**Data to examine:**
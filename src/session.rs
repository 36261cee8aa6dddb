//! State owned by one run of the application.

use crate::core::config::AppConfig;
use crate::core::forms::{FormState, PersistentForm};
use crate::core::i18n::{Language, Translator};
use crate::core::interstitial::InteractionCounter;
use crate::core::quote::QuoteProvider;
use crate::core::store::Store;
use crate::providers::AwesomeApiProvider;
use crate::store::KeyValueStore;
use anyhow::Result;
use tracing::debug;

const FORMS_COLLECTION: &str = "forms";

pub struct Session {
    config: AppConfig,
    translator: Translator,
    store: KeyValueStore,
    counter: InteractionCounter,
    quotes: Box<dyn QuoteProvider + Send + Sync>,
}

impl Session {
    /// Builds a session from config, opening the on-disk form store and the
    /// configured quote provider. `language` overrides the configured one.
    pub fn new(config: AppConfig, language: Option<Language>) -> Result<Self> {
        let language = language.unwrap_or(config.language);
        let store = match config.default_data_path() {
            Ok(path) => KeyValueStore::open(&path.join(FORMS_COLLECTION)),
            Err(e) => {
                debug!("No data directory ({}), keeping forms in memory", e);
                KeyValueStore::in_memory()
            }
        };
        let quotes = AwesomeApiProvider::new(config.awesomeapi_base_url())?;
        Ok(Self::with_parts(
            config,
            Translator::new(language),
            store,
            Box::new(quotes),
        ))
    }

    pub fn with_parts(
        config: AppConfig,
        translator: Translator,
        store: KeyValueStore,
        quotes: Box<dyn QuoteProvider + Send + Sync>,
    ) -> Self {
        let counter = InteractionCounter::new(config.interstitial.threshold);
        Self {
            config,
            translator,
            store,
            counter,
            quotes,
        }
    }

    pub fn translator(&self) -> &Translator {
        &self.translator
    }

    pub fn quote_provider(&self) -> &(dyn QuoteProvider + Send + Sync) {
        self.quotes.as_ref()
    }

    /// Loads a remembered form; changes made through it are saved immediately.
    pub fn form<T: FormState>(&self) -> PersistentForm<T> {
        PersistentForm::load(
            self.store.get_collection(FORMS_COLLECTION),
            self.config.form_retention(),
        )
    }

    /// Counts a user interaction; `true` means the advertisement panel is due.
    pub fn record_interaction(&mut self) -> bool {
        let due = self.counter.record();
        debug!(count = self.counter.count(), due, "Recorded interaction");
        due
    }
}

#[cfg(test)]
mod tests {
    use super::*;
    use crate::core::forms::CurrencyForm;
    use crate::core::quote::{CurrencyPair, QuoteBook};
    use async_trait::async_trait;

    struct NoQuotes;

    #[async_trait]
    impl QuoteProvider for NoQuotes {
        async fn fetch_quotes(&self, _pairs: &[CurrencyPair]) -> Result<QuoteBook> {
            Ok(QuoteBook::new())
        }
    }

    fn test_session(threshold: u32) -> Session {
        let mut config = AppConfig::default();
        config.interstitial.threshold = threshold;
        Session::with_parts(
            config,
            Translator::new(Language::En),
            KeyValueStore::in_memory(),
            Box::new(NoQuotes),
        )
    }

    #[test]
    fn test_counter_uses_configured_threshold() {
        let mut session = test_session(1);
        assert!(!session.record_interaction());
        assert!(session.record_interaction());
        assert!(!session.record_interaction());
    }

    #[test]
    fn test_forms_share_the_session_store() {
        let session = test_session(2);
        let mut form = session.form::<CurrencyForm>();
        form.update(|f| f.amount = "42".to_string());
        assert_eq!(session.form::<CurrencyForm>().get().amount, "42");
    }

    #[test]
    fn test_new_session_uses_configured_data_path() {
        let dir = tempfile::tempdir().unwrap();
        let config = AppConfig {
            data_path: Some(dir.path().to_string_lossy().to_string()),
            ..AppConfig::default()
        };
        let session = Session::new(config, Some(Language::En)).unwrap();
        assert_eq!(session.translator().language(), Language::En);
        assert!(dir.path().join("forms").exists());
    }
}
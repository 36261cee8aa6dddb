//! Interactive mode. Every line is parsed as one command and runs against
//! the same session, so remembered values and the interaction count carry
//! over from line to line.

use super::{AppCommand, execute};
use crate::session::Session;
use anyhow::Result;
use clap::{CommandFactory, Parser};
use std::io::Write;
use tokio::io::{AsyncBufRead, AsyncBufReadExt};
use tracing::debug;

#[derive(Parser)]
#[command(name = "convkit", disable_version_flag = true)]
struct ShellLine {
    #[command(subcommand)]
    command: AppCommand,
}

pub async fn run_shell<R, W>(session: &mut Session, reader: R, out: &mut W) -> Result<()>
where
    R: AsyncBufRead + Unpin,
    W: Write,
{
    let language = session.translator().language().to_string();
    writeln!(
        out,
        "{}",
        session
            .translator()
            .t_with("shellWelcome", &[("lang", language.as_str())])
    )?;
    out.flush()?;

    let mut lines = reader.lines();
    while let Some(line) = lines.next_line().await? {
        let words: Vec<&str> = line.split_whitespace().collect();
        match words.first().copied() {
            None => continue,
            Some("exit" | "quit") => break,
            Some("help") => {
                writeln!(out, "{}", ShellLine::command().render_help())?;
            }
            Some(_) => {
                match ShellLine::try_parse_from(std::iter::once("convkit").chain(words)) {
                    Ok(parsed) => {
                        debug!(command = ?parsed.command, "Shell command");
                        let output = execute(session, parsed.command).await?;
                        writeln!(out, "{output}")?;
                    }
                    Err(e) => writeln!(out, "{}", e.render())?,
                }
            }
        }
        out.flush()?;
    }
    Ok(())
}
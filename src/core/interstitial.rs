//! Session-scoped interaction counter for the advertisement panel.

pub const DEFAULT_THRESHOLD: u32 = 2;

#[derive(Debug, Clone, PartialEq, Eq)]
pub struct InteractionCounter {
    count: u32,
    threshold: u32,
}

impl InteractionCounter {
    pub fn new(threshold: u32) -> Self {
        Self {
            count: 0,
            threshold,
        }
    }

    /// Records one interaction. Returns `true` when the panel should be shown,
    /// in which case the counter starts over.
    pub fn record(&mut self) -> bool {
        let next = self.count + 1;
        if next > self.threshold {
            self.count = 0;
            true
        } else {
            self.count = next;
            false
        }
    }

    pub fn count(&self) -> u32 {
        self.count
    }
}

impl Default for InteractionCounter {
    fn default() -> Self {
        Self::new(DEFAULT_THRESHOLD)
    }
}
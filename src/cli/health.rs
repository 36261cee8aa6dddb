use super::{BmiArgs, CaloriesArgs, parse_count, parse_number, ui};
use crate::core::forms::HealthForm;
use crate::core::health::{self, BmiCategory};
use crate::session::Session;
use comfy_table::Cell;
use tracing::debug;

fn invalid(session: &Session) -> String {
    ui::error_message(session.translator(), "invalidInput", "invalidInputDesc")
}

pub fn bmi(session: &mut Session, args: BmiArgs) -> String {
    let mut form = session.form::<HealthForm>();
    form.update(|state| {
        if let Some(v) = args.height {
            state.height = v;
        }
        if let Some(v) = args.weight {
            state.weight = v;
        }
    });
    let state = form.get();
    debug!(?state, "Health form");

    let result = match (parse_number(&state.weight), parse_number(&state.height)) {
        (Some(weight), Some(height)) => health::bmi(weight, height),
        _ => None,
    };
    let Some(result) = result else {
        return invalid(session);
    };

    let t = session.translator();
    let mut table = ui::new_styled_table();
    table.set_header(vec![
        ui::header_cell(&t.t("bmiCategory")),
        ui::header_cell(&t.t("bmiRange")),
    ]);
    for category in BmiCategory::ALL {
        let (name, range) = (t.t(category.label_key()), t.t(category.range_key()));
        if category == result.category {
            table.add_row(vec![
                Cell::new(format!("▶ {name}")).fg(comfy_table::Color::Green),
                ui::highlight_cell(&range),
            ]);
        } else {
            table.add_row(vec![Cell::new(name), ui::value_cell(&range)]);
        }
    }

    format!(
        "{}\n{}: {} ({})\n{}",
        ui::style_text(&t.t("bmiCalculator"), ui::StyleType::Title),
        t.t("yourBmi"),
        ui::style_text(&format!("{:.1}", result.value), ui::StyleType::ResultValue),
        t.t(result.category.label_key()),
        table
    )
}

pub fn calories(session: &mut Session, args: CaloriesArgs) -> String {
    let mut form = session.form::<HealthForm>();
    form.update(|state| {
        if let Some(v) = args.height {
            state.height = v;
        }
        if let Some(v) = args.weight {
            state.weight = v;
        }
        if let Some(v) = args.age {
            state.age = v;
        }
        if let Some(v) = args.gender {
            state.gender = v;
        }
    });
    let state = form.get();
    debug!(?state, "Health form");

    let result = match (
        parse_number(&state.weight),
        parse_number(&state.height),
        parse_count(&state.age),
    ) {
        (Some(weight), Some(height), Some(age)) => {
            health::daily_calories(weight, height, age, state.gender)
        }
        _ => None,
    };
    let Some(calories) = result else {
        return invalid(session);
    };

    let t = session.translator();
    format!(
        "{}\n{}: {} kcal\n{}",
        ui::style_text(&t.t("calorieCalculator"), ui::StyleType::Title),
        t.t("estDailyCalories"),
        ui::style_text(&calories.to_string(), ui::StyleType::ResultValue),
        ui::style_text(&t.t("sedentaryLifestyle"), ui::StyleType::Subtle),
    )
}
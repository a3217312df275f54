//! Record set model.
//!
//! A record set is an already-materialized relational table: an ordered list
//! of rows, each mapping column names to [`Value`]s. The schema is generic;
//! nothing here knows about subjects, cages or treatments.
//!
//! # Date Columns
//! Date-valued columns are recognised by name: a column whose name contains
//! the date marker (default `"date"`) holds dates, e.g. `Treatment_start_date`
//! or `FMRIMeasurement_date`.

use chrono::NaiveDate;
use serde::Serialize;
use std::collections::{BTreeSet, HashMap, HashSet};

use super::Value;
use crate::error::{Result, TimetableError};

/// Default substring identifying date-valued columns.
pub const DEFAULT_DATE_MARKER: &str = "date";

/// One row of a record set.
pub type Record = HashMap<String, Value>;

/// An immutable-by-convention table of event records.
#[derive(Debug, Clone, Serialize)]
pub struct RecordSet {
    /// Declared column names, in declaration order.
    columns: Vec<String>,
    /// Rows; absent keys read as `Null`.
    rows: Vec<Record>,
    /// Substring marking date-valued columns.
    date_marker: String,
}

impl Default for RecordSet {
    fn default() -> Self {
        Self::new(Vec::<String>::new())
    }
}

impl RecordSet {
    /// Creates an empty record set with the given columns.
    pub fn new<I, S>(columns: I) -> Self
    where
        I: IntoIterator<Item = S>,
        S: Into<String>,
    {
        Self {
            columns: columns.into_iter().map(Into::into).collect(),
            rows: Vec::new(),
            date_marker: DEFAULT_DATE_MARKER.to_string(),
        }
    }

    /// Sets the substring identifying date-valued columns.
    pub fn with_date_marker(mut self, marker: impl Into<String>) -> Self {
        self.date_marker = marker.into();
        self
    }

    /// Adds a row given as `(column, value)` pairs.
    ///
    /// Columns not yet declared are appended to the schema.
    pub fn with_row<I, K, V>(mut self, row: I) -> Self
    where
        I: IntoIterator<Item = (K, V)>,
        K: Into<String>,
        V: Into<Value>,
    {
        self.push_row(row);
        self
    }

    /// Appends a row given as `(column, value)` pairs.
    pub fn push_row<I, K, V>(&mut self, row: I)
    where
        I: IntoIterator<Item = (K, V)>,
        K: Into<String>,
        V: Into<Value>,
    {
        let record: Record = row
            .into_iter()
            .map(|(k, v)| (k.into(), v.into()))
            .collect();
        for key in record.keys() {
            if !self.columns.iter().any(|c| c == key) {
                self.columns.push(key.clone());
            }
        }
        self.rows.push(record);
    }

    /// Loads a record set from a JSON array of objects.
    ///
    /// String values in date-marked columns are parsed as dates or
    /// date-times; every other value keeps its JSON type.
    pub fn from_json_str(json: &str) -> Result<Self> {
        Self::from_json_str_with_marker(json, DEFAULT_DATE_MARKER)
    }

    /// Loads a record set from JSON using a custom date marker.
    pub fn from_json_str_with_marker(json: &str, marker: &str) -> Result<Self> {
        let raw: Vec<serde_json::Map<String, serde_json::Value>> = serde_json::from_str(json)?;
        let mut set = RecordSet::new(Vec::<String>::new()).with_date_marker(marker);
        for object in &raw {
            let row: Vec<(String, Value)> = object
                .iter()
                .map(|(k, v)| (k.clone(), Value::from_json(v, k.contains(marker))))
                .collect();
            set.push_row(row);
        }
        Ok(set)
    }

    /// Declared column names.
    pub fn columns(&self) -> &[String] {
        &self.columns
    }

    /// All rows.
    pub fn rows(&self) -> &[Record] {
        &self.rows
    }

    /// Number of rows.
    #[inline]
    pub fn len(&self) -> usize {
        self.rows.len()
    }

    /// Whether the record set has no rows.
    #[inline]
    pub fn is_empty(&self) -> bool {
        self.rows.is_empty()
    }

    /// Substring identifying date-valued columns.
    pub fn date_marker(&self) -> &str {
        &self.date_marker
    }

    /// Whether a column exists.
    pub fn has_column(&self, column: &str) -> bool {
        self.columns.iter().any(|c| c == column)
    }

    /// Fails with `MissingColumn` when a column does not exist.
    pub fn require_column(&self, column: &str) -> Result<()> {
        if self.has_column(column) {
            Ok(())
        } else {
            Err(TimetableError::missing_column(column))
        }
    }

    /// Whether a column is date-valued by naming convention.
    pub fn is_date_column(&self, column: &str) -> bool {
        column.contains(self.date_marker.as_str())
    }

    /// Reads a cell; absent keys read as `Null`.
    pub fn value<'a>(record: &'a Record, column: &str) -> &'a Value {
        static NULL: Value = Value::Null;
        record.get(column).unwrap_or(&NULL)
    }

    /// Normalizes every date-time in date-marked columns to a calendar date.
    ///
    /// Nulls and non-date values are left as they are.
    pub fn truncate_dates(&mut self) {
        let marker = self.date_marker.clone();
        for row in &mut self.rows {
            for (column, value) in row.iter_mut() {
                if column.contains(marker.as_str()) {
                    *value = std::mem::replace(value, Value::Null).truncated();
                }
            }
        }
    }

    /// Distinct non-null values of a column, in order of first appearance.
    ///
    /// Values are compared by their display form, which is how axis labels
    /// are keyed.
    pub fn distinct_labels(&self, column: &str) -> Result<Vec<String>> {
        self.require_column(column)?;
        let mut seen = HashSet::new();
        let mut labels = Vec::new();
        for row in &self.rows {
            let value = Self::value(row, column);
            if value.is_null() {
                continue;
            }
            let label = value.to_string();
            if seen.insert(label.clone()) {
                labels.push(label);
            }
        }
        Ok(labels)
    }

    /// Distinct non-null dates of `column` over the rows accepted by `filter`.
    ///
    /// Returns them sorted ascending. Non-null values that are not dates are
    /// rejected with `NotADate`.
    pub fn distinct_dates<F>(&self, column: &str, filter: F) -> Result<BTreeSet<NaiveDate>>
    where
        F: Fn(&Record) -> bool,
    {
        self.require_column(column)?;
        Self::dates_in(self.rows.iter().filter(|&r| filter(r)), column)
    }

    /// Distinct non-null dates of `column` over an arbitrary row subset.
    pub fn dates_in<'a, I>(rows: I, column: &str) -> Result<BTreeSet<NaiveDate>>
    where
        I: IntoIterator<Item = &'a Record>,
    {
        let mut dates = BTreeSet::new();
        for row in rows {
            if let Some(d) = Self::date_at(row, column)? {
                dates.insert(d);
            }
        }
        Ok(dates)
    }

    /// Reads one cell as a calendar date; `None` for nulls.
    ///
    /// # Errors
    /// `NotADate` when the cell holds a non-null, non-date value.
    pub fn date_at(record: &Record, column: &str) -> Result<Option<NaiveDate>> {
        let value = Self::value(record, column);
        if value.is_null() {
            return Ok(None);
        }
        value.as_date().map(Some).ok_or_else(|| TimetableError::NotADate {
            column: column.to_string(),
            value: value.to_string(),
        })
    }

    /// Rows grouped by the display label of `column`, skipping nulls.
    pub fn rows_by_label(&self, column: &str) -> Result<HashMap<String, Vec<&Record>>> {
        self.require_column(column)?;
        let mut groups: HashMap<String, Vec<&Record>> = HashMap::new();
        for row in &self.rows {
            let value = Self::value(row, column);
            if !value.is_null() {
                groups.entry(value.to_string()).or_default().push(row);
            }
        }
        Ok(groups)
    }
}
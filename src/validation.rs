//! Input validation for timetable compilation.
//!
//! Checks the structural fit between a record set and the specification
//! groups before any grid is built. Detects:
//! - Duplicate column declarations
//! - A missing axis key column
//! - Specifications referencing columns the record set lacks
//! - Specifications reading dates from columns without the date marker
//! - Specifications with empty column names or filter values
//!
//! Data sparsity (entities without matching rows, dates outside the window)
//! is not checked here: it is valid input and simply leaves cells at zero.

use std::collections::HashSet;

use crate::error::TimetableError;
use crate::models::{EventSpec, RecordSet, SpecGroup};

/// Validation result.
pub type ValidationResult = Result<(), Vec<ValidationError>>;

/// A validation error.
#[derive(Debug, Clone, PartialEq)]
pub struct ValidationError {
    /// Error category.
    pub kind: ValidationErrorKind,
    /// Offending column, when one is involved.
    pub column: Option<String>,
    /// Human-readable description.
    pub message: String,
}

/// Categories of validation errors.
#[derive(Debug, Clone, PartialEq, Eq)]
pub enum ValidationErrorKind {
    /// The same column name is declared twice.
    DuplicateColumn,
    /// The axis key column does not exist.
    MissingAxisKey,
    /// A specification references a column that does not exist.
    MissingColumn,
    /// A specification reads dates from a column without the date marker.
    UndatedColumn,
    /// A specification has an empty column name or filter value.
    EmptyGroupEntry,
}

impl ValidationError {
    fn new(
        kind: ValidationErrorKind,
        column: Option<&str>,
        message: impl Into<String>,
    ) -> Self {
        Self {
            kind,
            column: column.map(str::to_string),
            message: message.into(),
        }
    }
}

impl From<ValidationError> for TimetableError {
    fn from(err: ValidationError) -> Self {
        match (err.kind, err.column) {
            (
                ValidationErrorKind::MissingAxisKey | ValidationErrorKind::MissingColumn,
                Some(column),
            ) => TimetableError::MissingColumn { column },
            _ => TimetableError::InvalidSpec(err.message),
        }
    }
}

/// Validates a record set against the axis key and specification groups.
///
/// Checks:
/// 1. No duplicate column declarations
/// 2. The axis key column exists
/// 3. Every specification has non-empty names and filter value
/// 4. Every referenced column exists
/// 5. Every date column carries the date marker
///
/// # Returns
/// `Ok(())` if all checks pass, `Err(errors)` with all detected issues.
pub fn validate_input(records: &RecordSet, axis_key: &str, groups: &[&SpecGroup]) -> ValidationResult {
    let mut errors = Vec::new();

    let mut seen = HashSet::new();
    for column in records.columns() {
        if !seen.insert(column.as_str()) {
            errors.push(ValidationError::new(
                ValidationErrorKind::DuplicateColumn,
                Some(column.as_str()),
                format!("Duplicate column: {column}"),
            ));
        }
    }

    if !records.has_column(axis_key) {
        errors.push(ValidationError::new(
            ValidationErrorKind::MissingAxisKey,
            Some(axis_key),
            format!("Axis key '{axis_key}' is not a column of the record set"),
        ));
    }

    for group in groups {
        for (weight, spec) in group.weighted() {
            if let EventSpec::FilterRange {
                filter_column,
                filter_value,
                ..
            } = spec
            {
                if filter_value.is_empty() {
                    errors.push(ValidationError::new(
                        ValidationErrorKind::EmptyGroupEntry,
                        Some(filter_column.as_str()),
                        format!("Specification #{weight} filters '{filter_column}' on an empty value"),
                    ));
                }
            }

            for column in spec.referenced_columns() {
                if column.is_empty() {
                    errors.push(ValidationError::new(
                        ValidationErrorKind::EmptyGroupEntry,
                        None,
                        format!("Specification #{weight} has an empty column name"),
                    ));
                } else if !records.has_column(column) {
                    errors.push(ValidationError::new(
                        ValidationErrorKind::MissingColumn,
                        Some(column),
                        format!("Specification #{weight} references unknown column '{column}'"),
                    ));
                }
            }

            for column in spec.date_columns() {
                if !column.is_empty() && !records.is_date_column(column) {
                    errors.push(ValidationError::new(
                        ValidationErrorKind::UndatedColumn,
                        Some(column),
                        format!(
                            "Specification #{weight} reads dates from '{column}', which lacks the '{}' marker",
                            records.date_marker()
                        ),
                    ));
                }
            }
        }
    }

    if errors.is_empty() {
        Ok(())
    } else {
        Err(errors)
    }
}
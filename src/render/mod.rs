//! Rendering surfaces.
//!
//! A surface receives a finished [`Timetable`] and draws it. It sees only
//! the two grids and the labels, never the records or specifications that
//! produced them. Color maps, tick placement and export are the surface's
//! business.
//!
//! # Usage
//!
//! ```
//! use timetable::render::{RenderSurface, TextSurface};
//! # use timetable::compile::{build_timetable, TimetableRequest};
//! # use timetable::models::{EventSpec, RecordSet, SpecGroup, Value};
//! # let records = RecordSet::new(["id", "seen_date"]).with_row([
//! #     ("id", Value::from("A")),
//! #     ("seen_date", Value::from(chrono::NaiveDate::from_ymd_opt(2020, 1, 1).unwrap())),
//! # ]);
//! # let request = TimetableRequest::new("id")
//! #     .with_saturate(SpecGroup::new().with_spec(EventSpec::column("seen_date")))
//! #     .with_padding(1);
//! # let timetable = build_timetable(&records, &request).unwrap();
//! let text = TextSurface::new().render(&timetable).unwrap();
//! assert!(text.contains("A"));
//! ```

mod text;

pub use text::TextSurface;

use crate::compile::Timetable;
use crate::error::Result;
use std::fmt::Debug;

/// Something that can draw a compiled timetable.
pub trait RenderSurface: Debug {
    /// What the surface produces (a string, a file path, an image, ...).
    type Output;

    /// Surface name (e.g., "text").
    fn name(&self) -> &'static str;

    /// Draws the timetable.
    fn render(&mut self, timetable: &Timetable) -> Result<Self::Output>;
}

/// Human-readable caption for an axis key: underscores become spaces and
/// `id` is capitalised, so `"Animal_id"` reads `"Animal ID"`.
pub fn axis_title(axis_key: &str) -> String {
    axis_key
        .split('_')
        .map(|part| if part == "id" { "ID" } else { part })
        .collect::<Vec<_>>()
        .join(" ")
}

**Task prompt:** Show each line of the material that includes the string "exists" by copying it.

**Result for this task:**
        assert!(dir.path().join("forms").exists());
    /// Whether a column exists.
/// 2. The axis key column exists
/// 4. Every referenced column exists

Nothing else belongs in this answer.